The base code for finding probability weighted moments is taken from the R package evir. See citation.
In the stationary case (no covariates), starting parameters for mle and mps estimation are the probability weighted moment estimates.
In the case where covariates are used, the starting intercept parameters are the probability weighted moment estimates from the
stationary case and the parameters based on covariates are initially set to zero. For non-stationary parameters, the
first reported estimate refers to the intercept term. Covariates are centered and scaled automatically to speed up optimization,
and then transformed back to original scale.

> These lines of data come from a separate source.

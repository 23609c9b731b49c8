//! Editor configuration read from the environment.
use std::env;
use std::path::PathBuf;

use anyhow::{Context, Result};
use dex_core::KeyStyle;

/// Settings shared by every command.
#[derive(Clone, Debug, Default)]
pub struct EditorConfig {
    pub data_dir: Option<PathBuf>,
    pub key_style: KeyStyle,
    pub log_dir: Option<PathBuf>,
    pub session_id: Option<String>,
}

impl EditorConfig {
    /// Construct configuration from process environment variables.
    ///
    /// Environment variables:
    /// - `DEX_DATA_DIR` - Directory holding the data files (default: next to the executable)
    /// - `DEX_KEY_STYLE` - `underscore` or `collapse` (default: underscore)
    /// - `DEX_LOG_DIR` - Directory for log sessions (default: platform cache dir)
    /// - `DEX_SESSION_ID` - Log session identifier (default: auto-generated)
    pub fn from_env() -> Self {
        let mut config = Self::default();

        config.data_dir = env::var("DEX_DATA_DIR").ok().map(PathBuf::from);

        if let Some(style) = read_env::<KeyStyle>("DEX_KEY_STYLE") {
            config.key_style = style;
        }

        config.log_dir = env::var("DEX_LOG_DIR").ok().map(PathBuf::from);
        config.session_id = env::var("DEX_SESSION_ID").ok();

        config
    }

    /// Applies command-line flags on top of the environment.
    pub fn with_overrides(mut self, data_dir: Option<PathBuf>, key_style: Option<KeyStyle>) -> Self {
        if data_dir.is_some() {
            self.data_dir = data_dir;
        }
        if let Some(style) = key_style {
            self.key_style = style;
        }
        self
    }

    /// The configured data directory, or the directory of the running executable.
    pub fn resolve_data_dir(&self) -> Result<PathBuf> {
        if let Some(dir) = &self.data_dir {
            return Ok(dir.clone());
        }

        let exe = env::current_exe().context("Failed to locate the running executable")?;
        exe.parent()
            .map(PathBuf::from)
            .with_context(|| format!("Executable has no parent directory: {}", exe.display()))
    }
}

fn read_env<T>(key: &str) -> Option<T>
where
    T: std::str::FromStr,
{
    env::var(key).ok()?.parse().ok()
}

Formulas for generalized linear modeling of the parameters should be given in the form '~ var1 + var2 + *\cdots*'. Essentially,
specification here is the same as would be if using function ‘lm’ for only the right hand side of the equation. Interactions,
polynomials, etc. can be handled as in the ‘formula’ class.

Intercept terms are automatically handled by the function. By default, the link functions are the identity function and
the covariate dependent scale parameter estimates are forced to be positive. For some link function *f(\cdot)* and for
example, scale parameter *σ*, the link is written as *σ = f(σ_1 x_1 + σ_2 x_2 + \cdots + σ_k x_k)*.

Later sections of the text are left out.